Reproduce word for word the line that contains "tool prints it." and every line after it to the end of the records, with nothing else added.

----------

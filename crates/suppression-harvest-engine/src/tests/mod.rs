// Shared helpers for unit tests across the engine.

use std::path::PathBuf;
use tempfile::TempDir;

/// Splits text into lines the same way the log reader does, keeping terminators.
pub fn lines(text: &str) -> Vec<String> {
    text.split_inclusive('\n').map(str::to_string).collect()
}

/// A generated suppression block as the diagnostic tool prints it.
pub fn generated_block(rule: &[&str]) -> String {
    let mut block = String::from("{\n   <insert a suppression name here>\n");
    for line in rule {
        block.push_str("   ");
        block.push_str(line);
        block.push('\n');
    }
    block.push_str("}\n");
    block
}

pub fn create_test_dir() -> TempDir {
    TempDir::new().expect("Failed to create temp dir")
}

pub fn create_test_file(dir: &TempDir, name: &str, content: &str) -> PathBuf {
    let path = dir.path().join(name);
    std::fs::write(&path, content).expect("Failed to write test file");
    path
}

----------

EXERCISE SOLUTION.
/// A generated suppression block as the diagnostic tool prints it.
pub fn generated_block(rule: &[&str]) -> String {
    let mut block = String::from("{\n   <insert a suppression name here>\n");
    for line in rule {
        block.push_str("   ");
        block.push_str(line);
        block.push('\n');
    }
    block.push_str("}\n");
    block
}

pub fn create_test_dir() -> TempDir {
    TempDir::new().expect("Failed to create temp dir")
}

pub fn create_test_file(dir: &TempDir, name: &str, content: &str) -> PathBuf {
    let path = dir.path().join(name);
    std::fs::write(&path, content).expect("Failed to write test file");
    path
}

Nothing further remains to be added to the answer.